═════ INPUT DATA ═════
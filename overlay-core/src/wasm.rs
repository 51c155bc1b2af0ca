//! WebAssembly bindings for overlay-core.
//!
//! This module provides JavaScript-callable functions when compiled to WASM.
//! Structured values cross the boundary as JSON strings; element ids as
//! their UUID string form.

use std::collections::BTreeMap;

use wasm_bindgen::prelude::*;

use crate::animation::Phase;
use crate::keymap::{self, EditorCommand, Key, KeyChord};
use crate::{
    ArtifactExporter, EditorConfig, EditorMode, EditorStore, ElementId, ElementPatch,
    ExportConfig, GestureOutcome, GraphicDocument, PreviewPlayer, Tool, VisualState,
};

/// Initialize the overlay WASM module.
#[wasm_bindgen(start)]
pub fn init() {
    // Set up panic hook for better error messages
    #[cfg(feature = "wasm")]
    console_error_panic_hook::set_once();
}

fn parse_id(id: &str) -> Result<ElementId, String> {
    ElementId::parse(id).map_err(|e| e.to_string())
}

/// Editor instance for WASM.
#[wasm_bindgen]
pub struct WasmEditor {
    store: EditorStore,
    preview: Option<PreviewPlayer>,
}

#[wasm_bindgen]
impl WasmEditor {
    /// Create an editor with an empty default document.
    #[wasm_bindgen(constructor)]
    #[must_use]
    pub fn new() -> Self {
        Self {
            store: EditorStore::new(),
            preview: None,
        }
    }

    /// Replace the open document. History restarts from it.
    ///
    /// # Errors
    ///
    /// Returns an error string if JSON parsing fails.
    #[wasm_bindgen(js_name = loadDocument)]
    pub fn load_document(&mut self, json: &str) -> Result<(), String> {
        let document = GraphicDocument::from_json(json).map_err(|e| e.to_string())?;
        self.store = EditorStore::with_document(document, EditorConfig::default());
        self.preview = None;
        Ok(())
    }

    /// Get the current document as JSON.
    #[wasm_bindgen(js_name = getDocumentJson)]
    #[must_use]
    pub fn get_document_json(&self) -> String {
        self.store.document().to_json().unwrap_or_default()
    }

    /// Get the selected ids as a JSON array.
    #[wasm_bindgen(js_name = getSelectionJson)]
    #[must_use]
    pub fn get_selection_json(&self) -> String {
        serde_json::to_string(self.store.selection()).unwrap_or_default()
    }

    /// Add a default text element. Returns its id.
    #[wasm_bindgen(js_name = addText)]
    pub fn add_text(&mut self) -> Option<String> {
        self.store.add_text().map(|id| id.to_string())
    }

    /// Add a default rectangle. Returns its id.
    #[wasm_bindgen(js_name = addRectangle)]
    pub fn add_rectangle(&mut self) -> Option<String> {
        self.store.add_rectangle().map(|id| id.to_string())
    }

    /// Add a default circle. Returns its id.
    #[wasm_bindgen(js_name = addCircle)]
    pub fn add_circle(&mut self) -> Option<String> {
        self.store.add_circle().map(|id| id.to_string())
    }

    /// Add an image. Returns its id.
    #[wasm_bindgen(js_name = addImage)]
    pub fn add_image(&mut self, src: &str) -> Option<String> {
        self.store.add_image(src).map(|id| id.to_string())
    }

    /// Merge a JSON patch into an element.
    ///
    /// # Errors
    ///
    /// Returns an error string if the id or patch cannot be parsed.
    #[wasm_bindgen(js_name = updateElement)]
    pub fn update_element(&mut self, id: &str, patch_json: &str) -> Result<bool, String> {
        let id = parse_id(id)?;
        let patch: ElementPatch = serde_json::from_str(patch_json).map_err(|e| e.to_string())?;
        Ok(self.store.update_element(id, &patch))
    }

    /// Delete one element.
    ///
    /// # Errors
    ///
    /// Returns an error string if the id cannot be parsed.
    #[wasm_bindgen(js_name = deleteElement)]
    pub fn delete_element(&mut self, id: &str) -> Result<bool, String> {
        Ok(self.store.delete_element(parse_id(id)?))
    }

    /// Delete every selected element.
    #[wasm_bindgen(js_name = deleteSelected)]
    pub fn delete_selected(&mut self) -> usize {
        self.store.delete_selected_elements()
    }

    /// Duplicate one element. Returns the copy's id.
    ///
    /// # Errors
    ///
    /// Returns an error string if the id cannot be parsed.
    #[wasm_bindgen(js_name = duplicateElement)]
    pub fn duplicate_element(&mut self, id: &str) -> Result<Option<String>, String> {
        Ok(self
            .store
            .duplicate_element(parse_id(id)?)
            .map(|id| id.to_string()))
    }

    /// Select an element, optionally adding to the selection.
    ///
    /// # Errors
    ///
    /// Returns an error string if the id cannot be parsed.
    #[wasm_bindgen(js_name = selectElement)]
    pub fn select_element(&mut self, id: &str, add_to_selection: bool) -> Result<(), String> {
        self.store.select_element(parse_id(id)?, add_to_selection);
        Ok(())
    }

    /// Clear the selection.
    #[wasm_bindgen(js_name = deselectAll)]
    pub fn deselect_all(&mut self) {
        self.store.deselect_all();
    }

    /// Move an element above all others.
    ///
    /// # Errors
    ///
    /// Returns an error string if the id cannot be parsed.
    #[wasm_bindgen(js_name = bringToFront)]
    pub fn bring_to_front(&mut self, id: &str) -> Result<bool, String> {
        Ok(self.store.bring_to_front(parse_id(id)?))
    }

    /// Move an element below all others.
    ///
    /// # Errors
    ///
    /// Returns an error string if the id cannot be parsed.
    #[wasm_bindgen(js_name = sendToBack)]
    pub fn send_to_back(&mut self, id: &str) -> Result<bool, String> {
        Ok(self.store.send_to_back(parse_id(id)?))
    }

    /// Apply a finished drag/transform reported by the canvas surface.
    ///
    /// # Errors
    ///
    /// Returns an error string if the id or gesture cannot be parsed.
    #[wasm_bindgen(js_name = commitGesture)]
    pub fn commit_gesture(&mut self, id: &str, gesture_json: &str) -> Result<bool, String> {
        let id = parse_id(id)?;
        let outcome: GestureOutcome =
            serde_json::from_str(gesture_json).map_err(|e| e.to_string())?;
        Ok(self.store.commit_gesture(id, outcome))
    }

    /// Set the active tool by name (`select`, `text`, `rectangle`, `circle`).
    ///
    /// # Errors
    ///
    /// Returns an error string for an unknown tool.
    #[wasm_bindgen(js_name = setTool)]
    pub fn set_tool(&mut self, tool: &str) -> Result<(), String> {
        let tool: Tool =
            serde_json::from_value(serde_json::Value::String(tool.to_string()))
                .map_err(|e| e.to_string())?;
        self.store.set_tool(tool);
        Ok(())
    }

    /// Set the zoom factor.
    #[wasm_bindgen(js_name = setZoom)]
    pub fn set_zoom(&mut self, zoom: f32) {
        self.store.set_zoom(zoom);
    }

    /// Current zoom factor.
    #[must_use]
    pub fn zoom(&self) -> f32 {
        self.store.zoom()
    }

    /// Push a history checkpoint.
    #[wasm_bindgen(js_name = saveHistory)]
    pub fn save_history(&mut self) {
        self.store.save_history();
    }

    /// Step back in history.
    pub fn undo(&mut self) -> bool {
        self.store.undo()
    }

    /// Step forward in history.
    pub fn redo(&mut self) -> bool {
        self.store.redo()
    }

    /// Check if undo is available.
    #[wasm_bindgen(js_name = canUndo)]
    #[must_use]
    pub fn can_undo(&self) -> bool {
        self.store.can_undo()
    }

    /// Check if redo is available.
    #[wasm_bindgen(js_name = canRedo)]
    #[must_use]
    pub fn can_redo(&self) -> bool {
        self.store.can_redo()
    }

    /// Enter or leave preview mode. Entering resets playback.
    #[wasm_bindgen(js_name = setPreview)]
    pub fn set_preview(&mut self, preview: bool) {
        if preview {
            self.store.set_mode(EditorMode::Preview);
            self.preview = Some(PreviewPlayer::for_document(self.store.document()));
        } else {
            self.store.set_mode(EditorMode::Edit);
            self.preview = None;
        }
    }

    /// Check if the editor is in preview mode.
    #[wasm_bindgen(js_name = isPreview)]
    #[must_use]
    pub fn is_preview(&self) -> bool {
        self.store.mode() == EditorMode::Preview
    }

    /// Trigger a phase (`enter` or `exit`) in the preview.
    ///
    /// # Errors
    ///
    /// Returns an error string for an unknown phase.
    #[wasm_bindgen(js_name = playPhase)]
    pub fn play_phase(&mut self, phase: &str) -> Result<(), String> {
        let phase: Phase = phase.parse()?;
        self.play(phase);
        Ok(())
    }

    /// Handle a DOM key press. Returns true if it was bound.
    #[wasm_bindgen(js_name = handleKey)]
    pub fn handle_key(&mut self, key: &str, ctrl: bool, meta: bool, shift: bool) -> bool {
        let Some(key) = Key::from_dom(key) else {
            return false;
        };
        let chord = KeyChord {
            key,
            ctrl,
            meta,
            shift,
        };
        let Some(command) = keymap::resolve(chord, self.store.mode().key_context()) else {
            return false;
        };
        if let Some(phase) = self.store.execute(command) {
            self.play(phase);
        }
        !matches!(command, EditorCommand::Play(_)) || self.preview.is_some()
    }

    /// Advance the preview clock by `dt` seconds.
    pub fn tick(&mut self, dt: f32) {
        if let Some(player) = &mut self.preview {
            player.advance(dt);
        }
    }

    /// Effective preview state of every element as a JSON object keyed by id.
    #[wasm_bindgen(js_name = getPreviewStatesJson)]
    #[must_use]
    pub fn get_preview_states_json(&self) -> String {
        let states: BTreeMap<String, VisualState> = self
            .preview
            .as_ref()
            .map(|player| {
                player
                    .states()
                    .into_iter()
                    .map(|(id, state)| (id.to_string(), state))
                    .collect()
            })
            .unwrap_or_default();
        serde_json::to_string(&states).unwrap_or_default()
    }

    /// Export the document as a standalone HTML page.
    ///
    /// # Errors
    ///
    /// Returns an error string if rendering fails.
    #[wasm_bindgen(js_name = exportHtml)]
    pub fn export_html(&self) -> Result<String, String> {
        ArtifactExporter::new(ExportConfig::default())
            .export_html(self.store.document())
            .map_err(|e| e.to_string())
    }
}

impl WasmEditor {
    fn play(&mut self, phase: Phase) {
        if let Some(player) = &mut self.preview {
            player.play(self.store.document(), phase);
        }
    }
}

impl Default for WasmEditor {
    fn default() -> Self {
        Self::new()
    }
}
═════
◆ **EXERCISE REQUIREMENTS**
Filter the lines above, keeping and copying those that contain "None".

◆ **ANSWER BELOW**
            preview: None,
        self.preview = None;
            self.preview = None;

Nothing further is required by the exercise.